I'm going to do that.
Yet, the very next
year he gave this testimony during a Nov. 19, 1993 deposition:
Q. Are you
presently – you’re married to Terri Schiavo, correct?
SCHIAVO: Yes I am.
Q. Are you
presently involved in a romantic relationship with anyone?
SCHIAVO: Yes I am.
Q. Are you involved
in an intimate relationship with this person.
SCHIAVO: Yes I am.
Q. Is this the
first relationship that you’ve been involved in since your
wife has been in a coma?
SCHIAVO: No.
So much for nobility
and spending the rest of his life with his wife.
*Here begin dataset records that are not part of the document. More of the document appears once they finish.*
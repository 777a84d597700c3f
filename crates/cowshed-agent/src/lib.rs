#![warn(missing_docs)]

//! Cowshed storage agent core.
//!
//! The agent owns a base directory on a btrfs filesystem and provisions
//! copy-on-write volumes, snapshots, and clones underneath it, one tenant
//! per subdirectory. Each resource directory holds a `metadata.json` next
//! to a `data/` subvolume so metadata can be rewritten atomically without
//! touching the subvolume itself. Volumes are published to remote clients
//! through the kernel NFS server's export table.
//!
//! Three sources of truth — on-disk metadata, subvolume state, and the
//! export table — cannot be updated transactionally across process
//! boundaries. The engine picks a write order per operation so that a
//! crash between steps is recoverable, and two background reconcilers
//! ([`usage::UsageReconciler`], [`reconcile::ExportReconciler`]) drive the
//! observed state back toward the declared state on a fixed interval.
//!
//! Operations are cancellable by dropping their futures; in-flight
//! external commands are killed on drop.

pub mod config;
pub mod engine;
pub mod error;
pub mod metrics;
pub mod model;
pub mod reconcile;
pub mod usage;

mod validate;

pub use config::AgentConfig;
pub use engine::{StorageAgent, DATA_DIR, METADATA_FILE, SNAPSHOTS_DIR};
pub use error::{AgentError, AgentResult, ConflictRecord, ErrorCode};
pub use metrics::{AgentMetrics, Metric, MetricType, MetricValue};
pub use model::{
    CloneCreateRequest, CloneRecord, ExportEntry, FsStats, SnapshotCreateRequest, SnapshotRecord,
    VolumeCreateRequest, VolumeRecord, VolumeUpdateRequest,
};
pub use reconcile::{ExportReconciler, ExportScanSummary};
pub use usage::{UsageReconciler, UsageScanSummary};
In fact,
within months of the malpracitce lawsuit he had already
decided to end Terri’s life by "letting nature take its
course."
Medical records indicate that after receiving the proceeds
of the 1992 Medical Malpractice Trial totaling close to one
million dollars not a single day of proper rehabilitation or
therapy has been given to Terri.
And in the spring of
1993, just a few months after this Medical Malpractice was
awarded to Terri, Michael Schiavo, Terri’s legal guardian,
instructed caregivers not to treat Terri who had acquired a
common but life threatening infection. This happened again in
1995. Note: Michael is the inheritor of this Medical Trust.
Does Michael know
what his wife would have wanted? Does he really care? Is he a
suitable guardian for a person in Terri Schiavo's condition?
Has he acted according to Terri's best interest? Has he shown
a track record of faithfulness that can be trusted?